TEETH, GUMS AND BACTERIA — Floss only the ones you want to keep

Most of us are born without any visible teeth and some of us pass on in that same condition. Having said this, I believe that the general consensus is that having both healthy gums and a full complementation of teeth are desirable. But what constitutes healthy gums and teeth and how do we achieve this state?

A brief explanation of oral bacteria and how they affect us will help answer our questions and understand the science behind the old adage “be true to your teeth or they’ll be false to you.” With patients I use a simplified model and explain that we have three major categories of bacteria: cavity forming bacteria, bacteria that promote periodontal (gum) disease and normal flora (good bacteria). As a fetus our oral cavities are sterile without any of the “bad” bacteria that help promote many of the diseases of our gums and teeth. However, upon birth we begin to establish our normal bacterial flora. This flora or community of bacteria may include “bad” bacteria and can change and evolve throughout the different stages of our lives.

We begin to see the first signs of cavity forming bacteria with the eruption of the deciduous (baby) teeth at about seven months of age. These bacteria are introduced to us by our primary caregivers such as our parents and are with us for as long as we have teeth. While most of us have these cavity forming bacteria we do not have to be destined to a future filled with cavities.

Tooth decay is the result of a rather simple process that is reversible if caught in time. Specific bacteria (streptococci and lactobacilli) produce acid waste products that demineralize and breakdown tooth structures such as enamel and dentin when exposed to carbohydrates. On the other hand, our saliva contains water and minerals that buffer these acids and reverse the cavity forming process. In general, our ability to protect and rebuild our teeth diminishes with age, a result primarily due to a decrease in salivary flow.

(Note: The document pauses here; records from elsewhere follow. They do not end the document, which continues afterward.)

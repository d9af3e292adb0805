use std::collections::HashMap;
use std::sync::{Arc, RwLock};

use async_trait::async_trait;

use crate::network::Network;
use crate::node::Node;

#[derive(thiserror::Error, Debug, Clone, PartialEq, Eq)]
pub enum StoreError {
    #[error("unhandled node store error: {0}")]
    Provider(String),
}

/// Directory of nodes and the networks they belong to.
///
/// Lookups return `Ok(None)` for unknown domains or networks; errors are
/// reserved for failures of the backing store itself.
#[async_trait]
pub trait NodeStore: Send + Sync + std::fmt::Debug + Clone + 'static {
    async fn get_node(&self, domain: &str) -> Result<Option<Arc<Node>>, StoreError>;

    async fn get_nodes(&self, network: &str) -> Result<Option<Arc<Network>>, StoreError>;
}

/// In-memory node directory
#[derive(Debug, Clone, Default)]
pub struct MemoryNodeStore {
    inner: Arc<RwLock<MemoryNodeStoreInner>>,
}

#[derive(Debug, Default)]
struct MemoryNodeStoreInner {
    /// domain -> node
    nodes: HashMap<String, Arc<Node>>,
    /// network id -> network, rebuilt whenever a node is set
    networks: HashMap<String, Arc<Network>>,
}

impl MemoryNodeStore {
    pub fn new() -> Self {
        Self::default()
    }

    /// Add or replace a node and refresh its network
    pub fn set_node(&self, node: Node) -> Result<Arc<Node>, StoreError> {
        let mut inner = self
            .inner
            .write()
            .map_err(|e| StoreError::Provider(format!("failed to acquire write lock: {}", e)))?;

        let node = Arc::new(node);
        inner.nodes.insert(node.domain().to_string(), node.clone());

        let mut members: HashMap<String, Vec<Arc<Node>>> = HashMap::new();
        for n in inner.nodes.values() {
            members
                .entry(n.network().to_string())
                .or_default()
                .push(n.clone());
        }
        inner.networks = members
            .into_iter()
            .map(|(id, mut nodes)| {
                nodes.sort_by(|a, b| a.domain().cmp(b.domain()));
                let network = Arc::new(Network::new(id.clone(), nodes));
                (id, network)
            })
            .collect();

        Ok(node)
    }
}

#[async_trait]
impl NodeStore for MemoryNodeStore {
    async fn get_node(&self, domain: &str) -> Result<Option<Arc<Node>>, StoreError> {
        let inner = self
            .inner
            .read()
            .map_err(|e| StoreError::Provider(format!("failed to acquire read lock: {}", e)))?;
        Ok(inner.nodes.get(domain).cloned())
    }

    async fn get_nodes(&self, network: &str) -> Result<Option<Arc<Network>>, StoreError> {
        let inner = self
            .inner
            .read()
            .map_err(|e| StoreError::Provider(format!("failed to acquire read lock: {}", e)))?;
        Ok(inner.networks.get(network).cloned())
    }
}
/**
 * Fixed-order binary framing for payloads,
 *  results and cookies.
 */
pub mod codec;
/**
 * Cryptographic types and operations.
 *  - Key epochs with compressed AEAD encryption
 *  - Fixed-nonce scrambling of identifiers
 */
pub mod crypto;
pub mod form;
/**
 * Networks of nodes and client-affinity
 *  routing to a home node.
 */
pub mod network;
/**
 * Participants in a network: key rotation,
 *  scrambling and storage cookies.
 */
pub mod node;
/**
 * The bounce protocol: building, sealing and
 *  advancing in-flight storage operations.
 */
pub mod operation;
/**
 * Key/value pairs, their conflict policies
 *  and the merge applied at storage hops.
 */
pub mod pair;
pub mod results;
/**
 * Directory of nodes and networks.
 */
pub mod store;

pub mod prelude {
    pub use crate::crypto::{Secret, SecretError};
    pub use crate::form::FormValues;
    pub use crate::network::{Network, NetworkError};
    pub use crate::node::{Node, NodeError, Role};
    pub use crate::operation::{
        create_url, CreateRequest, Defaults, Hop, Html, Operation, OperationError, Route,
    };
    pub use crate::pair::{merge_pairs, Conflict, Pair, PairError};
    pub use crate::results::{Results, ResultsError};
    pub use crate::store::{MemoryNodeStore, NodeStore, StoreError};
}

Bacteria that promote periodontal disease tend to be anaerobic in nature. These bacteria prefer living in the space between our teeth and gums called our pockets where there is less oxygen. They in turn cause an inflammatory response resulting in disease states such as gingivitis and periodontitis. Bleeding gums are a cardinal sign of when our gums, and in more advanced case our bone, suffer from the inflammatory process. When left untreated these anaerobic bacteria and inflammation can lead to the loss of tooth supporting bone. Often, with bone loss comes sensitivity, increased risk of cavities and premature tooth loss.

Many people mistakenly believe that deciduous teeth are not important. Instead, “baby” teeth play several important rolls for developing children. These teeth help children with phonetics, aesthetics and mastication, which directly and in some cases indirectly affect the child’s physical development, educational progress, self-esteem and confidence. For example, children who prematurely lose their front teeth often have difficulty pronouncing words properly and are mislabeled as slow. From a structural standpoint the deciduous teeth help maintain spacing which allows for the proper eruption and alignment of the permanent dentition. For infants and children, in addition to good oral hygiene and maintenance, proper amounts of systemic fluoride can help build teeth that are less susceptible to the caries process for life.

While the next generation is not particularly prone to periodontal disease, teens and young adults in their early 20s should be concerned with the prevention of cavities. Tooth health is achieved when we are unable to observe any signs of demineralization both clinically and radiographically. Good oral hygiene is a critical component of caries prevention and incorporates three important keys. Duration: The individual must “brush” their teeth for the proper amount of time: two minutes. Frequency: The individual should “brush” their teeth at least 2-3 times a day and floss at least once a day. And Technique: Proper massaging motions should be practiced utilizing a soft bristled toothbrush. In addition, once the permanent teeth have formed, in order to aid in remineralization, the need for topical fluoride begins to outweigh systemic forms.

When we begin to age and enter our late 20s and early 30s our dental concerns shift toward periodontal disease and its side effects. Many of us begin to notice that our gums are receding and that our teeth are more sensitive. In fact, research confirms that anaerobic bacteria are able to establish colonies in the gums and bone. This results in inflammation, loss of tooth supporting bone, and even promotes heart disease. Once again, good oral hygiene is critical. However, increases in professional cleaning intervals and potential surgical intervention are not uncommon. Our goal should be to maintain firm gums that do not bleed.

As we continue to age, the habits and practices that we learned as children and young adults continue and the benefits and consequences become more apparent. With our modern diets filled with carbohydrates such as bread, pasta, candy and juices we must compensate by removing gross bacteria and decreasing their populations through diligent brushing and flossing. We must also understand that remineralizing our teeth with fluoride is one of the most effective ways to prevent dental caries.

And while all of this may seem very complex, fortunately the solution is quite simple: keep your amount of dental disease under control through regular professional cleanings and more importantly diligent brushing and flossing. Which teeth? Only the ones you want to keep.